*Task details*. Retype the entries in full.

▶

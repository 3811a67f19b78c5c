/// Settlement tests for PushRequest: every request reports exactly one of
/// delivered/declined, exactly once, including requests that are dropped
/// without an explicit outcome.
use std::sync::{Arc, Mutex};

use weft_shared::{Address, Envelope, Identity, PushOutcome, PushRequest, Value};

fn lane_address() -> Address {
    Address::edge("edge")
        .mesh("mesh")
        .part("p0")
        .host("warp://host:9001")
        .node("/node/1")
        .lane("values")
}

fn observed_request(outcomes: &Arc<Mutex<Vec<PushOutcome>>>) -> PushRequest {
    let outcomes = outcomes.clone();
    PushRequest::new(
        lane_address(),
        Identity::anonymous("warp://peer"),
        Envelope::command("/node/1", "values", Value::Int(1)),
        0.5,
    )
    .with_observer(move |outcome| outcomes.lock().unwrap().push(outcome))
}

#[test]
fn deliver_reports_exactly_once() {
    let outcomes = Arc::new(Mutex::new(Vec::new()));
    let request = observed_request(&outcomes);

    let envelope = request.did_deliver();
    assert_eq!(envelope.body(), Some(&Value::Int(1)));
    assert_eq!(*outcomes.lock().unwrap(), vec![PushOutcome::Delivered]);
}

#[test]
fn decline_reports_exactly_once() {
    let outcomes = Arc::new(Mutex::new(Vec::new()));
    let request = observed_request(&outcomes);

    request.did_decline();
    assert_eq!(*outcomes.lock().unwrap(), vec![PushOutcome::Declined]);
}

#[test]
fn dropping_an_unsettled_request_declines_it() {
    let outcomes = Arc::new(Mutex::new(Vec::new()));
    {
        let _request = observed_request(&outcomes);
        // dropped without settlement
    }
    assert_eq!(*outcomes.lock().unwrap(), vec![PushOutcome::Declined]);
}

#[test]
fn requests_expose_their_routing_facts() {
    let request = PushRequest::new(
        lane_address(),
        Identity::authenticated("warp://peer"),
        Envelope::command("/node/1", "values", Value::Int(1)),
        0.75,
    );
    assert_eq!(request.address(), &lane_address());
    assert!(request.identity().is_authenticated());
    assert_eq!(request.priority(), 0.75);
    request.did_decline();
}
use log::trace;

use crate::{Address, Envelope, Identity};

/// Terminal result of routing one `PushRequest`.
#[derive(Clone, Copy, Debug, PartialEq, Eq)]
pub enum PushOutcome {
    Delivered,
    Declined,
}

pub type PushObserver = Box<dyn FnOnce(PushOutcome) + Send>;

/// Priority-tagged, addressed unit of work routed through the fabric.
///
/// Every request settles exactly once: `deliver` and `decline` both take the
/// request by value, and dropping an unsettled request settles it as
/// declined, so no request is ever silently lost.
pub struct PushRequest {
    address: Address,
    identity: Identity,
    envelope: Envelope,
    priority: f32,
    settlement: Settlement,
}

impl PushRequest {
    pub fn new(address: Address, identity: Identity, envelope: Envelope, priority: f32) -> Self {
        Self {
            address,
            identity,
            envelope,
            priority,
            settlement: Settlement { observer: None },
        }
    }

    /// Attaches the observer the sender wants notified of the outcome.
    pub fn with_observer(mut self, observer: impl FnOnce(PushOutcome) + Send + 'static) -> Self {
        self.settlement.observer = Some(Box::new(observer));
        self
    }

    pub fn address(&self) -> &Address {
        &self.address
    }

    pub fn identity(&self) -> &Identity {
        &self.identity
    }

    pub fn envelope(&self) -> &Envelope {
        &self.envelope
    }

    pub fn priority(&self) -> f32 {
        self.priority
    }

    /// Settles as delivered and yields the envelope for consumption by the
    /// destination.
    pub fn did_deliver(self) -> Envelope {
        let PushRequest {
            envelope,
            settlement,
            ..
        } = self;
        settlement.complete(PushOutcome::Delivered);
        envelope
    }

    /// Settles as declined. The sender must treat this as retryable unless a
    /// policy directive says otherwise.
    pub fn did_decline(self) {
        let PushRequest { settlement, .. } = self;
        settlement.complete(PushOutcome::Declined);
    }
}

struct Settlement {
    observer: Option<PushObserver>,
}

impl Settlement {
    fn complete(mut self, outcome: PushOutcome) {
        if let Some(observer) = self.observer.take() {
            observer(outcome);
        }
    }
}

impl Drop for Settlement {
    fn drop(&mut self) {
        // A request abandoned without an explicit outcome counts as declined.
        if let Some(observer) = self.observer.take() {
            trace!("push request dropped unsettled; reporting decline");
            observer(PushOutcome::Declined);
        }
    }
}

◀

*Exercise output*.
repository 3811a67f19b78c5c
/// Settlement tests for PushRequest: every request reports exactly one of
/// delivered/declined, exactly once, including requests that are dropped
/// without an explicit outcome.
use std::sync::{Arc, Mutex};

use weft_shared::{Address, Envelope, Identity, PushOutcome, PushRequest, Value};

fn lane_address() -> Address {
    Address::edge("edge")
        .mesh("mesh")
        .part("p0")
        .host("warp://host:9001")
        .node("/node/1")
        .lane("values")
}

fn observed_request(outcomes: &Arc<Mutex<Vec<PushOutcome>>>) -> PushRequest {
    let outcomes = outcomes.clone();
    PushRequest::new(
        lane_address(),
        Identity::anonymous("warp://peer"),
        Envelope::command("/node/1", "values", Value::Int(1)),
        0.5,
    )
    .with_observer(move |outcome| outcomes.lock().unwrap().push(outcome))
}

#[test]
fn deliver_reports_exactly_once() {
    let outcomes = Arc::new(Mutex::new(Vec::new()));
    let request = observed_request(&outcomes);

    let envelope = request.did_deliver();
    assert_eq!(envelope.body(), Some(&Value::Int(1)));
    assert_eq!(*outcomes.lock().unwrap(), vec![PushOutcome::Delivered]);
}

#[test]
fn decline_reports_exactly_once() {
    let outcomes = Arc::new(Mutex::new(Vec::new()));
    let request = observed_request(&outcomes);

    request.did_decline();
    assert_eq!(*outcomes.lock().unwrap(), vec![PushOutcome::Declined]);
}

#[test]
fn dropping_an_unsettled_request_declines_it() {
    let outcomes = Arc::new(Mutex::new(Vec::new()));
    {
        let _request = observed_request(&outcomes);
        // dropped without settlement
    }
    assert_eq!(*outcomes.lock().unwrap(), vec![PushOutcome::Declined]);
}

#[test]
fn requests_expose_their_routing_facts() {
    let request = PushRequest::new(
        lane_address(),
        Identity::authenticated("warp://peer"),
        Envelope::command("/node/1", "values", Value::Int(1)),
        0.75,
    );
    assert_eq!(request.address(), &lane_address());
    assert!(request.identity().is_authenticated());
    assert_eq!(request.priority(), 0.75);
    request.did_decline();
}
use log::trace;

use crate::{Address, Envelope, Identity};

/// Terminal result of routing one `PushRequest`.
#[derive(Clone, Copy, Debug, PartialEq, Eq)]
pub enum PushOutcome {
    Delivered,
    Declined,
}

pub type PushObserver = Box<dyn FnOnce(PushOutcome) + Send>;

/// Priority-tagged, addressed unit of work routed through the fabric.
///
/// Every request settles exactly once: `deliver` and `decline` both take the
/// request by value, and dropping an unsettled request settles it as
/// declined, so no request is ever silently lost.
pub struct PushRequest {
    address: Address,
    identity: Identity,
    envelope: Envelope,
    priority: f32,
    settlement: Settlement,
}

impl PushRequest {
    pub fn new(address: Address, identity: Identity, envelope: Envelope, priority: f32) -> Self {
        Self {
            address,
            identity,
            envelope,
            priority,
            settlement: Settlement { observer: None },
        }
    }

    /// Attaches the observer the sender wants notified of the outcome.
    pub fn with_observer(mut self, observer: impl FnOnce(PushOutcome) + Send + 'static) -> Self {
        self.settlement.observer = Some(Box::new(observer));
        self
    }

    pub fn address(&self) -> &Address {
        &self.address
    }

    pub fn identity(&self) -> &Identity {
        &self.identity
    }

    pub fn envelope(&self) -> &Envelope {
        &self.envelope
    }

    pub fn priority(&self) -> f32 {
        self.priority
    }

    /// Settles as delivered and yields the envelope for consumption by the
    /// destination.
    pub fn did_deliver(self) -> Envelope {
        let PushRequest {
            envelope,
            settlement,
            ..
        } = self;
        settlement.complete(PushOutcome::Delivered);
        envelope
    }

    /// Settles as declined. The sender must treat this as retryable unless a
    /// policy directive says otherwise.
    pub fn did_decline(self) {
        let PushRequest { settlement, .. } = self;
        settlement.complete(PushOutcome::Declined);
    }
}

struct Settlement {
    observer: Option<PushObserver>,
}

impl Settlement {
    fn complete(mut self, outcome: PushOutcome) {
        if let Some(observer) = self.observer.take() {
            observer(outcome);
        }
    }
}

impl Drop for Settlement {
    fn drop(&mut self) {
        // A request abandoned without an explicit outcome counts as declined.
        if let Some(observer) = self.observer.take() {
            trace!("push request dropped unsettled; reporting decline");
            observer(PushOutcome::Declined);
        }
    }
}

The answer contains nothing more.